--- START ---

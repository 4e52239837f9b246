// src/exec/mod.rs

//! External publish command layer.
//!
//! - [`backend`] provides the `PublishBackend` trait the dispatcher uses.
//! - [`command`] implements it by running the configured CLI through
//!   `tokio::process::Command`, one invocation per upload and per sync.

pub mod backend;
pub mod command;

pub use backend::{PublishBackend, PublishFuture};
pub use command::CommandPublisher;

--- END ---

Work instruction: Take the material above and reproduce it word for word.

Answer below:
repository 4e52239837f9b246
// src/exec/mod.rs

//! External publish command layer.
//!
//! - [`backend`] provides the `PublishBackend` trait the dispatcher uses.
//! - [`command`] implements it by running the configured CLI through
//!   `tokio::process::Command`, one invocation per upload and per sync.

pub mod backend;
pub mod command;

pub use backend::{PublishBackend, PublishFuture};
pub use command::CommandPublisher;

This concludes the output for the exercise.